The bank promises to guarantee the rights of its clients after a possible merger, paying special attention to rural areas and small and medium-sized businesses.
BBVA presented a number of commitments to National Commission for Markets and Competition (CNMC) to address competition issues in connection with the proposed merger with Banco Sabadell.
These measures are aimed at ensuring financial inclusion, supporting lending to small and medium-sized enterprises (SMEs) and guaranteeing competitiveness. especially in Catalonia and the Valencian Communitywhere both banks have a strong presence.
Key aspects of the proposal include BBVA’s commitment do not close branches in regions where competition is limitedand ensuring that commercial conditions remain the same for individuals and small and medium-sized businesses in zip codes served by fewer than four financial institutions.
In addition, the bank has committed to supporting all capital lines for SMEs. within 18 months after the merger and maintain the total volume of loans to SMEs that work exclusively with BBVA and Sabadell during the same period. BBVA proposed keeping SME price standards at the same level as the national average and ensuring that changes in commercial policies are transparent to Sabadell customers.
“These commitments significantly mitigate the risks identified by the CNMC, which are mainly concentrated in certain territories,” BBVA said in a press release.
BBVA received merger approval from the European Central Bank in September, but Spain’s independent competition regulator demanded additional guarantees to avoid worsening competition in the market. Carlos Torres Vila, president of BBVA, called the ECB’s provisional approval an “important milestone” that underscores the plan’s credibility and solvency. He also emphasized that “there are no problems with competition in working with Banco Sabadell.”
In its detailed report published on Wednesday, CNMC raised a number of concerns about the possible merger. Although the merger will not create municipal monopoliesmerged enterprise will dominate in 50 locationsleading to a duopoly that could limit consumer choice.
A particularly troubling issue for regulators is the downside risk availability of credit for small and medium-sized businesses due to the different levels of diversification of the two banks.
CNMC also points out the risk of branch closures.especially in underserved rural areas. The report highlights the dependence of certain demographic groups, for example, older people and economically vulnerablephysical banking services. Potential branch closures in these areas could force residents to travel long distances to get to the bank in person, exacerbating financial exclusion.
In addition, CNMC expressed concern about BBVA’s ability to automatically transfer Sabadell clients. for their own products, possibly on less favorable terms.
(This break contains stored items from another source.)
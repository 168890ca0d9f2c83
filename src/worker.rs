//! Drain worker: the single consumer moving queued records into the store
//!
//! Delivery is at-most-once. A record whose persistence fails is logged and
//! dropped, never requeued. Dequeue failures are retried forever after a
//! fixed delay.
//!
//! On shutdown the worker finishes the dequeue in flight, then empties the
//! queue with non-blocking pops before returning, so records accepted by an
//! in-process backend are not lost with the process.

use std::convert::Infallible;
use std::sync::Arc;
use std::time::Duration;

use metrics::counter;
use tokio::sync::broadcast;
use uuid::Uuid;

use crate::cache::CacheLayer;
use crate::models::ErrorRecord;
use crate::queue::{IngestionQueue, QueueError};
use crate::signals::ShutdownSignal;
use crate::store::ErrorStore;
use crate::tasks::TaskSupervisor;

pub const DEFAULT_RETRY_DELAY: Duration = Duration::from_secs(1);

/// What happened to one dequeued record
#[derive(Debug, Clone, Copy, PartialEq, Eq)]
pub enum DrainOutcome {
    Persisted(Uuid),
    Dropped(Uuid),
}

pub struct DrainWorker {
    queue: IngestionQueue,
    store: Arc<dyn ErrorStore>,
    cache: CacheLayer,
    tasks: TaskSupervisor,
    retry_delay: Duration,
}

impl DrainWorker {
    pub fn new(
        queue: IngestionQueue,
        store: Arc<dyn ErrorStore>,
        cache: CacheLayer,
        tasks: TaskSupervisor,
    ) -> Self {
        Self {
            queue,
            store,
            cache,
            tasks,
            retry_delay: DEFAULT_RETRY_DELAY,
        }
    }

    pub fn with_retry_delay(mut self, retry_delay: Duration) -> Self {
        self.retry_delay = retry_delay;
        self
    }

    /// Consume the queue until a shutdown signal arrives, then drain what is left
    ///
    /// A dequeue already in flight when the signal arrives is allowed to
    /// complete; its wait is bounded by the queue's dequeue timeout.
    pub async fn run(self, mut shutdown: broadcast::Receiver<ShutdownSignal>) {
        tracing::info!("Drain worker started");

        loop {
            let dequeue = self.queue.dequeue();
            tokio::pin!(dequeue);

            let mut stopping = false;
            let raced = tokio::select! {
                result = &mut dequeue => Some(result),
                _ = shutdown.recv() => None,
            };
            let dequeued = match raced {
                Some(result) => result,
                None => {
                    stopping = true;
                    dequeue.await
                }
            };

            match dequeued {
                Ok(Some(record)) => {
                    self.persist(record).await;
                }
                Ok(None) => {}
                Err(e) => {
                    counter!("drain_dequeue_failures_total").increment(1);
                    tracing::error!(error = %e, "Failed to dequeue error, retrying");
                    if !stopping {
                        tokio::select! {
                            _ = shutdown.recv() => stopping = true,
                            _ = tokio::time::sleep(self.retry_delay) => {}
                        }
                    }
                }
            }

            if stopping {
                break;
            }
        }

        let drained = self.drain_remaining().await;
        tracing::info!(drained, "Drain worker stopped");
    }

    /// Persist everything still queued without waiting for new arrivals
    ///
    /// Stops at the first backend failure. Returns how many records were
    /// taken off the queue.
    pub async fn drain_remaining(&self) -> usize {
        let mut drained = 0;

        loop {
            match self.queue.try_dequeue().await {
                Ok(Some(record)) => {
                    self.persist(record).await;
                    drained += 1;
                }
                Ok(None) => break,
                Err(QueueError::Serialization(e)) => {
                    counter!("drain_records_total", "outcome" => "dropped").increment(1);
                    tracing::error!(error = %e, "Dropping undecodable queued error");
                    drained += 1;
                }
                Err(e) => {
                    counter!("drain_dequeue_failures_total").increment(1);
                    tracing::warn!(error = %e, drained, "Stopped draining queue at shutdown");
                    break;
                }
            }
        }

        drained
    }

    /// Dequeue and persist at most one record
    ///
    /// Returns `Ok(None)` when the queue stayed empty for the dequeue timeout.
    pub async fn process_next(&self) -> Result<Option<DrainOutcome>, QueueError> {
        match self.queue.dequeue().await? {
            Some(record) => Ok(Some(self.persist(record).await)),
            None => Ok(None),
        }
    }

    async fn persist(&self, record: ErrorRecord) -> DrainOutcome {
        let id = record.id;

        if let Err(e) = self.store.create_error(&record).await {
            counter!("drain_records_total", "outcome" => "dropped").increment(1);
            tracing::error!(error_id = %id, error = %e, "Failed to persist queued error, dropping it");
            return DrainOutcome::Dropped(id);
        }

        counter!("drain_records_total", "outcome" => "persisted").increment(1);
        tracing::debug!(error_id = %id, "Queued error persisted");

        let cache = self.cache.clone();
        self.tasks.spawn("invalidate_cache", async move {
            cache.invalidate_all().await;
            Ok::<_, Infallible>(())
        });

        DrainOutcome::Persisted(id)
    }
}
A lack of transparency during these transitions can leave customers worse off, especially if they are unaware of better alternatives in BBVA’s portfolio.
The market for purchasing services and managing trading terminals has become the subject of special attention. The combined company will become a national leader in this market. with a market share of more than 30%. CNMC warned that this could result in higher fees for companies that rely on these services, such as higher fees or monthly charges.
CNMC has asked for information from stakeholders including consumer groups, SMEs and competing financial institutions over the next ten days. This information will form part of the second phase of the investigation. which is expected to last until 2025.
If approved, the merger would create one of the largest financial institutions in Spain, consolidating significant market power in key regions. “The combination of BBVA and Banco Sabadell, if approved, will create a stronger and more efficient institution that will be better prepared to compete in the European and global market,” BBVA said in a report last month.
In Spain, will be the second largest banking group
in terms of loan market share, with total assets 265 billion euros. According to BBVA, the integration is expected to offer a more diversified customer offering by leveraging the complementary strengths of both banks: BBVA’s focus on retail and large corporate clients, as well as Sabadell’s strong presence among small and medium-sized businesses.BBVA shares fell by 0.7% during midday trading Thursday, marking a third straight session of losses. The decline was mainly due to worsening risk appetite amid escalation of geopolitical tensions between Russia and Ukraine, reflecting the downward trend observed in the Spanish IBEX 35 index.
Banco Sabadell shares they fell similarly by 0.7% during the session.